Der Weg des Gelehrten führt von München nach Osten. An Keferloh findet er allenfalls den Viehmarkt an jedem 1. September bemerkenswert. "Traulich drücken sich Freunde, die Jahre lang getrennt waren, die Hände". Nach dem Aufenthalt in Zorneding, welches ihm dank Grandauer besonders fortschrittlich erscheint, wendet er sich Pöring zu, dem einstigen Edelsitz, die lokale Sage von der weißen Bärin, welche im Forst erlegt worden sei und dem Ort den Namen gegeben habe, erscheint ihm berichtenswert.

Der in Öxing, einem Grafinger Ortsteil geborene Landschaftsmaler Max Joseph Wagenbauer war ein Zeitgenosse des Autors. (Foto: Repro: Christian Endt)

Der Forst beschäftigt ihn auch nach seiner Ankunft in Ebersberg. So berichtet er von der Legende um den von Graf Sieghart um 880 nach Christus während einer Jagd aus der Gegend vertriebenen wilden Eber, der den Anstoß gab zur Gründung der Stadt. Er befasst sich auch ausführlich mit dem Zustand des Waldes, der, wie er kritisch anmerkt, einer "altgermanischen Wildniß" gleiche.

Bei der Route, die er sodann Richtung Grafing einschlägt, übermannt ihn die Begeisterung über diesen "Seitenweg": "Überraschend eröffnet er (der Weg!) Ihnen einen Prospekt, der Sie bezaubern muss", schreibt er. "Eine schöne geräumige Plane von sanften Hügeln zirkelförmig umgeben, macht den Schauplatz aus. Der Kulturfleiß hat sie mit blühenden Fluren bekleidet, die Natur mit flüchtigen Bächen bewässert und mit artigen Baumgruppen malerisch geschmückt." Vom Autor erfährt der Leser dann auch noch, dass der Marktflecken Grafing einst Wengern (Weingärten) und Hopfengärten besaß. Und erst die Berge! "Jenes schäumende Weiß über dem blauen Bande, diesen lachenden Vorgrund im prächtigen Theater täuschend zu mahlen, wäre eine große Aufgabe." Nun ja, der haben sich ja auch zahlreiche Maler gestellt, vor allem Obernbergs Zeitgenosse Max Joseph Wagenbauer hielt das idyllische Bild mit Farben und Pinsel fest.

Nach ein paar moralisierenden Bemerkungen zur römischen und allgemein menschlichen Dekadenz "korrigiert" er auch noch ein historisches Gerücht über den von den Schweden gelegten Brand, der sämtliche Urkunden der Stadt Grafing zum Opfer fielen. "Allein, nicht alles muß man einem Feinde aufbürden.
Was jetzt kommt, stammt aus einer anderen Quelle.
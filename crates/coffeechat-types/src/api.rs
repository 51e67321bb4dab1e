use chrono::{DateTime, Utc};
use serde::{Deserialize, Serialize};

use crate::models::{Pagination, RatingBucket, UserSummary};

// -- Envelopes --

/// Success body shared by every endpoint.
#[derive(Debug, Serialize, Deserialize)]
pub struct Envelope<T> {
    pub message: String,
    pub data: T,
}

impl<T> Envelope<T> {
    pub fn new(message: impl Into<String>, data: T) -> Self {
        Self {
            message: message.into(),
            data,
        }
    }
}

#[derive(Debug, Serialize, Deserialize)]
pub struct ErrorBody {
    pub error: String,
}

// -- Pagination --

#[derive(Debug, Default, Deserialize)]
pub struct PageQuery {
    pub page: Option<u32>,
    pub limit: Option<u32>,
}

// -- Messages --

#[derive(Debug, Deserialize)]
#[serde(rename_all = "camelCase", deny_unknown_fields)]
pub struct SendMessageRequest {
    pub recipient_id: String,
    pub content: String,
}

#[derive(Debug, Serialize, Deserialize)]
#[serde(rename_all = "camelCase")]
pub struct MessageResponse {
    pub id: i64,
    pub sender_id: String,
    pub recipient_id: String,
    pub content: String,
    pub created_at: DateTime<Utc>,
    pub sender: UserSummary,
}

#[derive(Debug, Serialize, Deserialize)]
#[serde(rename_all = "camelCase")]
pub struct LastMessage {
    pub content: String,
    pub created_at: DateTime<Utc>,
    pub sender_id: String,
}

#[derive(Debug, Serialize, Deserialize)]
#[serde(rename_all = "camelCase")]
pub struct ConversationResponse {
    pub partner_id: String,
    pub partner_name: String,
    #[serde(skip_serializing_if = "Option::is_none")]
    pub partner_profile_picture: Option<String>,
    pub last_message: LastMessage,
}

#[derive(Debug, Serialize, Deserialize)]
pub struct ConversationList {
    pub conversations: Vec<ConversationResponse>,
}

#[derive(Debug, Serialize, Deserialize)]
#[serde(rename_all = "camelCase")]
pub struct ThreadResponse {
    pub messages: Vec<MessageResponse>,
    pub other_user: UserSummary,
    pub pagination: Pagination,
}

// -- Reviews --

/// `rating` is deserialized wide so out-of-range integers reach field
/// validation. Bodies that fail to deserialize at all (non-integer rating,
/// missing fields) are mapped to 400 by the API's rejection handling.
#[derive(Debug, Deserialize)]
#[serde(rename_all = "camelCase", deny_unknown_fields)]
pub struct CreateReviewRequest {
    pub reviewee_id: String,
    pub rating: i64,
    pub feedback: Option<String>,
}

#[derive(Debug, Deserialize)]
#[serde(rename_all = "camelCase", deny_unknown_fields)]
pub struct UpdateReviewRequest {
    pub rating: i64,
    pub feedback: Option<String>,
}

#[derive(Debug, Serialize, Deserialize)]
#[serde(rename_all = "camelCase")]
pub struct ReviewResponse {
    pub id: String,
    pub reviewer_id: String,
    pub reviewee_id: String,
    pub rating: u8,
    pub feedback: Option<String>,
    pub created_at: DateTime<Utc>,
    pub updated_at: DateTime<Utc>,
    pub reviewer: UserSummary,
}

#[derive(Debug, Serialize, Deserialize)]
#[serde(rename_all = "camelCase")]
pub struct ReviewsPage {
    pub reviews: Vec<ReviewResponse>,
    pub rating_distribution: Vec<RatingBucket>,
    pub pagination: Pagination,
}

// -- Users --

#[derive(Debug, Serialize, Deserialize)]
#[serde(rename_all = "camelCase")]
pub struct UserRating {
    pub user_id: String,
    pub average_rating: f64,
    pub total_reviews: u64,
}
use axum::{
    extract::{Request, State},
    middleware::Next,
    response::Response,
};
use tracing::debug;

use crate::auth::AppState;
use crate::error::ApiError;
use crate::run_db;

/// Resolve the caller, make sure their user row exists, and stash the
/// `Principal` in request extensions for handlers.
pub async fn require_auth(
    State(state): State<AppState>,
    mut req: Request,
    next: Next,
) -> Result<Response, ApiError> {
    let principal = state.resolver.resolve(req.headers())?;

    let p = principal.clone();
    run_db(&state, move |db| {
        let current = db.get_user(&p.user_id)?;
        let stale = current.is_none_or(|u| u.name != p.name || u.image != p.image);
        if stale {
            debug!("Syncing profile for {}", p.user_id);
            db.upsert_user(&p.user_id, &p.name, p.image.as_deref())?;
        }
        Ok(())
    })
    .await?;

    req.extensions_mut().insert(principal);
    Ok(next.run(req).await)
}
Ein boßhafter Nachzügler war's, ein Schmiedknecht, der auf das Haus seines ihm verhaßten Gegners Pechkränze warf und so den ganzen Ort in Asche legte." Ignaz indes irrte sich: Die besagte Brandstiftung des Schmiedknechts ereignete sich nach der Brandschatzung durch die Schweden, sagt Archivar und Museumsleiter Bernhard Schäfer.

Die nahe gelegenen Schlösser Oberelkofen, Wildenholzen, Zinneberg und Egmating erwähnt der Autor nur kurz. Umso mehr ist er angetan von der einstigen Schlossherrin, Afra von Pienzenau, einer "edlen Person von seltener Gemüthlichkeit". In tiefer Schwermut über den Tod ihres Gatten habe sie sich vom Schlossturm gestürzt. Ihr ausführliches Testament von 1560 erscheint ihm ungewöhnlich wohltätig; und so gibt er es in Gänze wider.
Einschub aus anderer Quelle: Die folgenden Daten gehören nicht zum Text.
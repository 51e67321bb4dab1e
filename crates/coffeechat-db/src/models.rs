/// Database row types. These map directly to SQLite rows and stay
/// independent of the wire types in coffeechat-types.
use coffeechat_types::models::{RatingDistribution, UserSummary};

pub struct UserRow {
    pub id: String,
    pub name: String,
    pub image: Option<String>,
    pub average_rating: f64,
    pub total_reviews: u64,
    pub created_at: String,
}

impl UserRow {
    pub fn summary(&self) -> UserSummary {
        UserSummary {
            id: self.id.clone(),
            name: self.name.clone(),
            image: self.image.clone(),
        }
    }
}

/// A message joined with its sender's public profile.
#[derive(Debug, Clone)]
pub struct MessageRow {
    pub id: i64,
    pub sender_id: String,
    pub recipient_id: String,
    pub content: String,
    pub created_at: String,
    pub sender: UserSummary,
}

/// One inbox entry: a counterparty and the latest message exchanged with them.
#[derive(Debug, Clone)]
pub struct ConversationRow {
    pub partner: UserSummary,
    pub last_message: MessageRow,
}

pub struct ThreadRows {
    pub messages: Vec<MessageRow>,
    pub other_user: UserSummary,
    pub total: u64,
}

/// A review joined with its reviewer's public profile.
#[derive(Debug, Clone)]
pub struct ReviewRow {
    pub id: String,
    pub reviewer_id: String,
    pub reviewee_id: String,
    pub rating: u8,
    pub feedback: Option<String>,
    pub created_at: String,
    pub updated_at: String,
    pub reviewer: UserSummary,
}

pub struct ReviewsPageRows {
    pub reviews: Vec<ReviewRow>,
    pub distribution: RatingDistribution,
    pub total: u64,
}

/// The denormalized `(averageRating, totalReviews)` pair stored on a user.
#[derive(Debug, Clone, Copy, PartialEq)]
pub struct RatingAggregate {
    pub average_rating: f64,
    pub total_reviews: u64,
}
Nun geht es gen Wasserburg; und schon auf Höhe von Steinhöring, der zweiten Poststation nach Zorneding, registriert Obernberg "mehr Leben und Kultur". In Wasserburg, dessen Geschichte er viele Seiten widmet, fällt ihm die "seltsame Lage" der Stadt auf. "Im Kostüme der Ritterzeit stand die Burg vor uns". Erstaunlich in seinen Augen auch die Fruchtbarkeit der Wasserburger. Andreas Baader, Perückenmacher, der von 1716 bis 1769 lebte, habe mit vier Gattinnen 47 Kinder gezeugt. Ein weiterer Bürger brachte es immerhin noch zu 31, von denen zwölf überlebten - die Namen der Frauen, welche die Hauptlast der reichen Kinderschar trugen, sind ihm allerdings keine Erwähnung wert.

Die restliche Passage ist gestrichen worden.